--- Exercise prompt ---
The whole listing below is to be copied exactly.

--- Source data ---

************

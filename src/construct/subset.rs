//! Subset (powerset) construction: turns an [`Nfa`] into a [`Dfa`] by
//! exploring reachable epsilon-closed NFA state sets.

use super::builder::DfaSt;
use crate::dfa::Dfa;
use crate::nfa::{epsilon_reachable, symbol_reachable, Nfa};
use std::collections::BTreeSet;

/// Builds a DFA from `n` without minimizing it. The resulting DFA may
/// contain a dead sink state (e.g. the empty set key) or other redundant
/// states; run [`crate::construct::minimize::dfa_minimization`] to remove
/// them.
pub fn dfa_construction(n: &Nfa) -> Dfa {
    let mut builder: DfaSt<BTreeSet<usize>> = DfaSt::new(n.alphabet.clone());
    let initial_key = epsilon_reachable(n, &BTreeSet::from([n.initial_state]));

    let mut worklist = Vec::new();
    let result = builder.lookup_update(&initial_key, || is_accepting(n, &initial_key));
    let initial_state = result.state();
    worklist.push(initial_key);

    while let Some(key) = worklist.pop() {
        let from_state = builder.state_of(&key);
        for c in n.alphabet.iter() {
            let next_key = epsilon_reachable(n, &symbol_reachable(n, &key, c));
            let result = builder.lookup_update(&next_key, || is_accepting(n, &next_key));
            builder.add_transition(from_state, c, result.state());
            if result.is_new() {
                worklist.push(next_key);
            }
        }
    }

    builder.into_dfa(initial_state)
}

fn is_accepting(n: &Nfa, key: &BTreeSet<usize>) -> bool {
    !key.is_disjoint(&n.accepting)
}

************

--- Solved exercise ---
filename src/construct/subset.rs
//! Subset (powerset) construction: turns an [`Nfa`] into a [`Dfa`] by
//! exploring reachable epsilon-closed NFA state sets.

use super::builder::DfaSt;
use crate::dfa::Dfa;
use crate::nfa::{epsilon_reachable, symbol_reachable, Nfa};
use std::collections::BTreeSet;

/// Builds a DFA from `n` without minimizing it. The resulting DFA may
/// contain a dead sink state (e.g. the empty set key) or other redundant
/// states; run [`crate::construct::minimize::dfa_minimization`] to remove
/// them.
pub fn dfa_construction(n: &Nfa) -> Dfa {
    let mut builder: DfaSt<BTreeSet<usize>> = DfaSt::new(n.alphabet.clone());
    let initial_key = epsilon_reachable(n, &BTreeSet::from([n.initial_state]));

    let mut worklist = Vec::new();
    let result = builder.lookup_update(&initial_key, || is_accepting(n, &initial_key));
    let initial_state = result.state();
    worklist.push(initial_key);

    while let Some(key) = worklist.pop() {
        let from_state = builder.state_of(&key);
        for c in n.alphabet.iter() {
            let next_key = epsilon_reachable(n, &symbol_reachable(n, &key, c));
            let result = builder.lookup_update(&next_key, || is_accepting(n, &next_key));
            builder.add_transition(from_state, c, result.state());
            if result.is_new() {
                worklist.push(next_key);
            }
        }
    }

    builder.into_dfa(initial_state)
}

fn is_accepting(n: &Nfa, key: &BTreeSet<usize>) -> bool {
    !key.is_disjoint(&n.accepting)
}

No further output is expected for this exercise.